> [What to produce]: If a line in the following entries holds the string "EmbeddedTemplateStore", include it in the tally. State the total and nothing further.

== Information shown

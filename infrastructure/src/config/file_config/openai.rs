//! OpenAI provider configuration from TOML (`[openai]` section)

use crate::config::validation::{ConfigIssue, ConfigIssueCode};
use serde::{Deserialize, Serialize};

/// OpenAI API provider configuration.
///
/// # Example
///
/// ```toml
/// [openai]
/// model = "gpt-4o-mini"
/// temperature = 0.2
/// ```
#[derive(Debug, Clone, PartialEq, Serialize, Deserialize)]
#[serde(default)]
pub struct FileOpenAiConfig {
    /// Environment variable holding the API key (default: "OPENAI_API_KEY").
    pub api_key_env: String,
    /// Direct API key. Takes precedence over `api_key_env` when set.
    pub api_key: Option<String>,
    /// Base URL for the API; any OpenAI-compatible server works.
    pub base_url: String,
    /// Chat model name.
    pub model: String,
    /// Sampling temperature (0.0 to 2.0). Provider default when unset.
    pub temperature: Option<f32>,
}

impl Default for FileOpenAiConfig {
    fn default() -> Self {
        Self {
            api_key_env: "OPENAI_API_KEY".to_string(),
            api_key: None,
            base_url: "https://api.openai.com".to_string(),
            model: "gpt-4o-mini".to_string(),
            temperature: None,
        }
    }
}

impl FileOpenAiConfig {
    /// Resolve the API key from `api_key`, then from the `api_key_env` variable.
    pub fn resolve_api_key(&self) -> Option<String> {
        self.resolve_api_key_with(|name| std::env::var(name).ok())
    }

    fn resolve_api_key_with(&self, lookup: impl Fn(&str) -> Option<String>) -> Option<String> {
        self.api_key
            .clone()
            .filter(|k| !k.trim().is_empty())
            .or_else(|| lookup(&self.api_key_env).filter(|k| !k.trim().is_empty()))
    }

    pub fn validate(&self) -> Vec<ConfigIssue> {
        let mut issues = Vec::new();

        if self.model.trim().is_empty() {
            issues.push(ConfigIssue::error(
                ConfigIssueCode::EmptyValue {
                    field: "openai.model".to_string(),
                },
                "openai.model: model name cannot be empty",
            ));
        }

        if !(self.base_url.starts_with("http://") || self.base_url.starts_with("https://")) {
            issues.push(ConfigIssue::error(
                ConfigIssueCode::InvalidValue {
                    field: "openai.base_url".to_string(),
                    value: self.base_url.clone(),
                },
                format!(
                    "openai.base_url: '{}' must start with http:// or https://",
                    self.base_url
                ),
            ));
        }

        if let Some(t) = self.temperature.filter(|t| !(0.0..=2.0).contains(t)) {
            issues.push(ConfigIssue::warning(
                ConfigIssueCode::OutOfRange {
                    field: "openai.temperature".to_string(),
                },
                format!("openai.temperature: {} is outside 0.0..=2.0", t),
            ));
        }

        issues
    }
}
//! Template store adapters
//!
//! - [`EmbeddedTemplateStore`]: the bundled `templates/*.st` files
//! - [`FileTemplateStore`]: a directory of overrides, falling back to another store

mod embedded;
mod file;

pub use embedded::EmbeddedTemplateStore;
pub use file::FileTemplateStore;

====

> [Response]: 2